Your objective
On the basis of the records below, report how many lines contain the word "Args". Nothing else should be given.

Dataset excerpts

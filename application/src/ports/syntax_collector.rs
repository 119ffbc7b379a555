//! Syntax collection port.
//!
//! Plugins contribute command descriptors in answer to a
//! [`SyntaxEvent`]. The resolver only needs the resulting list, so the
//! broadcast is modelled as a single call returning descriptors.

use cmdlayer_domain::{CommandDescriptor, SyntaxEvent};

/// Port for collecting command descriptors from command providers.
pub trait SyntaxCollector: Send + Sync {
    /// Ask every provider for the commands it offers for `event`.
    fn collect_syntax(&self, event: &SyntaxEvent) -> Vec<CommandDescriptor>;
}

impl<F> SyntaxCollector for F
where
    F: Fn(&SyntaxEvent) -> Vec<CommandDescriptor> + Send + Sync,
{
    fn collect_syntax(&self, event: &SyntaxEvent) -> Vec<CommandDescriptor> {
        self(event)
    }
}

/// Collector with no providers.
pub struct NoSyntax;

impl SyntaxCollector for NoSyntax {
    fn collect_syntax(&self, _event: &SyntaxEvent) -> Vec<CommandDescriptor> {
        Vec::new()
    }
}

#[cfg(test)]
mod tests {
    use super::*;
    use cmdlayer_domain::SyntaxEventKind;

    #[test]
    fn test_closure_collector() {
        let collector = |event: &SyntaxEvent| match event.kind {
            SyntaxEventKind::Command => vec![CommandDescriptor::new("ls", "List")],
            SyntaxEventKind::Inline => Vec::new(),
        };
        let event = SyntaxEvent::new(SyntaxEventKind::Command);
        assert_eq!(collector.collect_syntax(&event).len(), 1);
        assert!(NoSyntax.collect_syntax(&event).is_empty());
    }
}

---

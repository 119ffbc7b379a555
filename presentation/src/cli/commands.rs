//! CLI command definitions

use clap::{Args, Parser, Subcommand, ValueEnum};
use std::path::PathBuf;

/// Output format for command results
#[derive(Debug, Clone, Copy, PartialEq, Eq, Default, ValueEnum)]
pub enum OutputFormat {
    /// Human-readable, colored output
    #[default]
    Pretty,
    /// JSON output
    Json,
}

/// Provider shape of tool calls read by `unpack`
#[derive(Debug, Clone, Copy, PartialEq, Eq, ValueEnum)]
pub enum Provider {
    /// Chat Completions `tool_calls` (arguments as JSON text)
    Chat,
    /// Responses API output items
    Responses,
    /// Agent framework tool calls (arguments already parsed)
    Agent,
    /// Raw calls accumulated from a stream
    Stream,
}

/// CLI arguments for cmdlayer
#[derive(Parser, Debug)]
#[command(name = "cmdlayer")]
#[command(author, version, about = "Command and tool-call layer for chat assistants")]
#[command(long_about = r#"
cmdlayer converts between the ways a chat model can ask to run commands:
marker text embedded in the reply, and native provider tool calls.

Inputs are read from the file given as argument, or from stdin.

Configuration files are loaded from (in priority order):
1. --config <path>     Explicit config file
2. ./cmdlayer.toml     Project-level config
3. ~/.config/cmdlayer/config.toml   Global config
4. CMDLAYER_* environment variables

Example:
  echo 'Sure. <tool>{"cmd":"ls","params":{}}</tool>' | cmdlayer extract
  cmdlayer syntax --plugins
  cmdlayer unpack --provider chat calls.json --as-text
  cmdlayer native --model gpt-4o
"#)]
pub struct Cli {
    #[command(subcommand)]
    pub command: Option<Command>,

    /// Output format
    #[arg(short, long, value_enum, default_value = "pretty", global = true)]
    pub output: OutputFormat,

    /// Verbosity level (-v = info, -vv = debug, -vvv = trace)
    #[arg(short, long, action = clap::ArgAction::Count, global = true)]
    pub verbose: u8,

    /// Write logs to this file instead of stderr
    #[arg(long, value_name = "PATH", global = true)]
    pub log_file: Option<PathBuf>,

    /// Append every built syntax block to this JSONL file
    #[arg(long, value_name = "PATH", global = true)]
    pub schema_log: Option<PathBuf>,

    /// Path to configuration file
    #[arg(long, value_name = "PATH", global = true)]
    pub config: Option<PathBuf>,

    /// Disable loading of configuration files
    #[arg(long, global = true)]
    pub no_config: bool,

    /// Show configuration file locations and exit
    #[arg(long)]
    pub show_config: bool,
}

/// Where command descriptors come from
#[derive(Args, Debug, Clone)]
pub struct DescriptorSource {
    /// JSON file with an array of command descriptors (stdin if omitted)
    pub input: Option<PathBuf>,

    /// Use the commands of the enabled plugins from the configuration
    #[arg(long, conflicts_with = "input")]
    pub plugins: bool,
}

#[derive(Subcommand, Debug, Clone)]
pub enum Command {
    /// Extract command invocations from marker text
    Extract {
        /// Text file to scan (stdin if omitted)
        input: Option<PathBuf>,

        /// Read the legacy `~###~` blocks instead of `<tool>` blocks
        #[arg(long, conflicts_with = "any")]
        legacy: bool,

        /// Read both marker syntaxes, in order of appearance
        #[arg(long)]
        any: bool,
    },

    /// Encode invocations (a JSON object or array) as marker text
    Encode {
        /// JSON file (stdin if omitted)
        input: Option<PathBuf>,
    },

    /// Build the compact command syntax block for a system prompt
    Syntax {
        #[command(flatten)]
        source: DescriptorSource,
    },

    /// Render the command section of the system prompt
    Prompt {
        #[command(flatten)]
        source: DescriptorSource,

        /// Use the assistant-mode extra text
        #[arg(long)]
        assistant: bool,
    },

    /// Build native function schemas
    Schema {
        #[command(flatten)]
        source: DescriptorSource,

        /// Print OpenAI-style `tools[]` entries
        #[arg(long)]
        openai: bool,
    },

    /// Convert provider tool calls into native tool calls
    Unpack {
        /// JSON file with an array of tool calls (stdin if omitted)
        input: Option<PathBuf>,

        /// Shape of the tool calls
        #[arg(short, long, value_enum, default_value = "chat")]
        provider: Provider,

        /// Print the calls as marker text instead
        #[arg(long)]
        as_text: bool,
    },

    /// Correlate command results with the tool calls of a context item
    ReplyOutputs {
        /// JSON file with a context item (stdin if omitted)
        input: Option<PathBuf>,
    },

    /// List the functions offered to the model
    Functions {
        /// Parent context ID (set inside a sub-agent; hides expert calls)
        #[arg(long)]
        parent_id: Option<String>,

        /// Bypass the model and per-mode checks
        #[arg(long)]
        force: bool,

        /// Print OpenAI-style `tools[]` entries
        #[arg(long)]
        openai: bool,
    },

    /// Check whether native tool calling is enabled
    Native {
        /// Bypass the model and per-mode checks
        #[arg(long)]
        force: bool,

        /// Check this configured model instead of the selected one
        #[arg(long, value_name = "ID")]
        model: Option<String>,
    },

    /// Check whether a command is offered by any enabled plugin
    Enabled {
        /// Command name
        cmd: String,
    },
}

...

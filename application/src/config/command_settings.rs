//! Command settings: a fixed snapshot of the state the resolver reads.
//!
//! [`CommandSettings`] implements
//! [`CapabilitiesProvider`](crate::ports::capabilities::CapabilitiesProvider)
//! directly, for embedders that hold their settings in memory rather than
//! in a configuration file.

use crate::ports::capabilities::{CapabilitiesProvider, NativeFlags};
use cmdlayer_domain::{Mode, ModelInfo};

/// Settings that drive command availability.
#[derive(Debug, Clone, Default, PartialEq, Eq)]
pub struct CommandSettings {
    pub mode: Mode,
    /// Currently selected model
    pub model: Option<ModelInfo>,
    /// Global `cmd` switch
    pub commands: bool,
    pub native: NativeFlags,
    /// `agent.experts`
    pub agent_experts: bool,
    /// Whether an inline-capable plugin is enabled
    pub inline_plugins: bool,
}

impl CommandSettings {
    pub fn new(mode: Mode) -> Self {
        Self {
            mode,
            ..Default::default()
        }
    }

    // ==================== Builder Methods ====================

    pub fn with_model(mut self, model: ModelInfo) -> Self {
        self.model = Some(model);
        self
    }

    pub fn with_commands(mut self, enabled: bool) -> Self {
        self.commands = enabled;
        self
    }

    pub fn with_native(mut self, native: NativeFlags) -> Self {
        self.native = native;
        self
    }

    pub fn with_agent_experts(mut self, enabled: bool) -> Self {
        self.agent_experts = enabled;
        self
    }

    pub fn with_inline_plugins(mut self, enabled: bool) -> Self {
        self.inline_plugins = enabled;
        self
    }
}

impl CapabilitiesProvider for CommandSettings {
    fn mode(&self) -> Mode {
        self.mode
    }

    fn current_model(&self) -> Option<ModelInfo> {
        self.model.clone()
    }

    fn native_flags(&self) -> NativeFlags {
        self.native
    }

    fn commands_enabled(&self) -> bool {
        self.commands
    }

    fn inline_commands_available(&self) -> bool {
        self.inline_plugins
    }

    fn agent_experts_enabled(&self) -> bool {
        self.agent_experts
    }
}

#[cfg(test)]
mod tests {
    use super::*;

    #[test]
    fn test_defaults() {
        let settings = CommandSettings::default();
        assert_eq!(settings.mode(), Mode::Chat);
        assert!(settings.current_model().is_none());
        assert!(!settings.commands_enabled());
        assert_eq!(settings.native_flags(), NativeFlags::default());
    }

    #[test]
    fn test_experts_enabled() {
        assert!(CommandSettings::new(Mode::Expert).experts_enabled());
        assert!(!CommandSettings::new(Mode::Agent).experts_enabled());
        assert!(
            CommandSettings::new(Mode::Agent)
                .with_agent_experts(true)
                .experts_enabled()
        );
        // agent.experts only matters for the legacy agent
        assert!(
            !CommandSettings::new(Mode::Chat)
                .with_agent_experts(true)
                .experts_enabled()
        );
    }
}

Answer to this exercise
2